I just hate seeing pics of his torts (no quarantine) together in that small glass tank. Other than that, I hope I wasn't part of what made him leave...


----------



## Candy (Jul 9, 2009)

Another one I haven't seen on here for a while is Jorrow from has anyone heard from him. I think he lives in Alabama. Miss seeing posts from him.


----------



## Laura (Jul 9, 2009)

I thought the girlfriend came back and he wasnt allowed to 'play' anymore.. hmmmmmmmmm
Can we trust him? 
Is he gaining trust so we tell him info? 
We can all be anyone we say we are.. but do we REALLY know who we all are??!?!? 
ok kidding.. sort of.. 
Rich where are you!?!??!


----------



## Maggie Cummings (Jul 9, 2009)

Well...if he choses to be over there...adios to him. I am a member there also but don't much care for it. I am on 5 or 6 different tortoise list serves and have been for several years, and I like this forum the best. I think I am experienced at list serves, this is by far the best and so I say if he wants to be over there, it's his loss, not ours...
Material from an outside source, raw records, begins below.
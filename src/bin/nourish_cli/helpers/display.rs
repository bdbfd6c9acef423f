// ABOUTME: Output formatting helpers for nourish-cli
// ABOUTME: Consistent terminal rendering of profiles, summaries, badges and history
//
// SPDX-License-Identifier: MIT OR Apache-2.0
// Copyright (c) 2025 Pierre Fitness Intelligence

use nourish::tracker::{MealSaveOutcome, TodaySummary};
use nourish_core::models::{Badge, MealTemplate, Profile};
use nourish_intelligence::{DaySummary, TrendPoint};

pub fn display_profile(profile: &Profile) {
    let biometrics = profile.biometrics();
    let targets = profile.targets();
    println!("\n{}", profile.name);
    println!("{}", "=".repeat(50));
    println!(
        "   Age {} | {:?} | {} cm | {} kg (target {} kg)",
        biometrics.age,
        biometrics.sex,
        biometrics.height_cm,
        biometrics.weight_kg,
        profile.target_weight_kg
    );
    println!(
        "   Activity: {:?} | Goal: {:?} | Diet: {:?} | Theme: {:?}",
        biometrics.activity_level, biometrics.goal, profile.dietary_preference, profile.theme
    );
    println!("   BMR: {:.0} kcal | TDEE: {:.0} kcal", targets.bmr, targets.tdee);
    let macros = targets.macro_targets;
    println!(
        "   Daily targets: {:.0} kcal | P {:.0} g | C {:.0} g | F {:.0} g",
        macros.calories, macros.protein_g, macros.carbs_g, macros.fat_g
    );
}

pub fn display_summary(summary: &TodaySummary) {
    println!("\nToday {} ({} meals, streak {})", summary.date, summary.meal_count, summary.streak);
    println!("{}", "=".repeat(50));
    let totals = summary.totals;
    println!(
        "   Eaten:     {:>6.0} kcal | P {:>5.0} g | C {:>5.0} g | F {:>5.0} g",
        totals.calories, totals.protein_g, totals.carbs_g, totals.fat_g
    );
    if let (Some(targets), Some(remaining)) = (summary.targets, summary.remaining) {
        println!(
            "   Target:    {:>6.0} kcal | P {:>5.0} g | C {:>5.0} g | F {:>5.0} g",
            targets.calories, targets.protein_g, targets.carbs_g, targets.fat_g
        );
        println!(
            "   Remaining: {:>6.0} kcal | P {:>5.0} g | C {:>5.0} g | F {:>5.0} g",
            remaining.calories, remaining.protein_g, remaining.carbs_g, remaining.fat_g
        );
    }
}

pub fn display_meal_outcome(outcome: &MealSaveOutcome) {
    let totals = outcome.meal.totals();
    println!(
        "Saved {:?} ({:.0} kcal, quality {:.0}) id {}",
        outcome.meal.meal_type, totals.calories, outcome.meal.quality.score, outcome.meal.id
    );
    if outcome.first_meal_of_day {
        println!("First meal of the day logged!");
    }
    if let Some(badge) = outcome.headline_badge() {
        println!("{} Badge unlocked: {} - {}", badge.icon, badge.name, badge.description);
        for extra in outcome.unlocked.iter().skip(1) {
            println!("   also unlocked: {} {}", extra.icon, extra.name);
        }
    }
    println!("Streak: {} day(s)", outcome.streak);
}

pub fn display_badges(badges: &[Badge]) {
    if badges.is_empty() {
        println!("No badges yet. Log a meal to earn your first one!");
        return;
    }
    for badge in badges {
        println!(
            "{} {:<14} {:<40} {}",
            badge.icon,
            badge.name,
            badge.description,
            badge.unlocked_at.format("%Y-%m-%d")
        );
    }
}

pub fn display_history(days: &[DaySummary]) {
    if days.is_empty() {
        println!("No history available yet.");
        return;
    }
    println!("{:<12} {:>8} {:>8} {:>8} {:>8} {:>6}", "Date", "kcal", "P (g)", "C (g)", "F (g)", "Meals");
    for day in days {
        println!(
            "{:<12} {:>8.0} {:>8.1} {:>8.1} {:>8.1} {:>6}",
            day.date.to_string(),
            day.totals.calories,
            day.totals.protein_g,
            day.totals.carbs_g,
            day.totals.fat_g,
            day.meal_count
        );
    }
}

pub fn display_trend(points: &[TrendPoint]) {
    println!("\n{:<12} {:>8} {:>8}", "Date", "kcal", "kg");
    for point in points {
        println!(
            "{:<12} {:>8.0} {:>8.1}",
            point.date.to_string(),
            point.calories,
            point.weight_kg
        );
    }
}

pub fn display_templates(templates: &[MealTemplate]) {
    if templates.is_empty() {
        println!("No saved templates.");
        return;
    }
    for template in templates {
        let totals = template.totals();
        println!(
            "{}  {:<24} {:>6.0} kcal  ({} items)",
            template.id,
            template.name,
            totals.calories,
            template.items().len()
        );
    }
}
Chad, none of us really have the power to chase someone away. Did you have a disagreement with him that I missed?


----------



## chadk (Jul 9, 2009)

Maggie, you didn't miss anything...


----------



## Candy (Jul 9, 2009)

I went to that site last night after I read what Tim/Robyn said in the thread. I didn't see what was so great about it this one seems to be much more personal and involved. O.K. Chad you can't say you don't miss the debates can you? You held yours pretty well against him.


----------



## Gulf Coast (Jul 9, 2009)

Do they have a tort section at TurtleTimes on their forum? I thought Rich had torts and not turtles?? I mean the man can go anywhere but seems weird that he has a tort and on a turtle forum.. that is unless they do have a section for them.. lol.. Yea I had wondered too what happened to him.


----------



## Seiryu (Jul 10, 2009)

Gulf Coast said:


> Do they have a tort section at TurtleTimes on their forum? I thought Rich had torts and not turtles?? I mean the man can go anywhere but seems weird that he has a tort and on a turtle forum.. that is unless they do have a section for them.. lol.. Yea I had wondered too what happened to him.



Looks like they have 1 sub-forum for all tortoises in 1 spot, but it's not active at all. Maybe the forum was active when he left, but not so much now? who knows


----------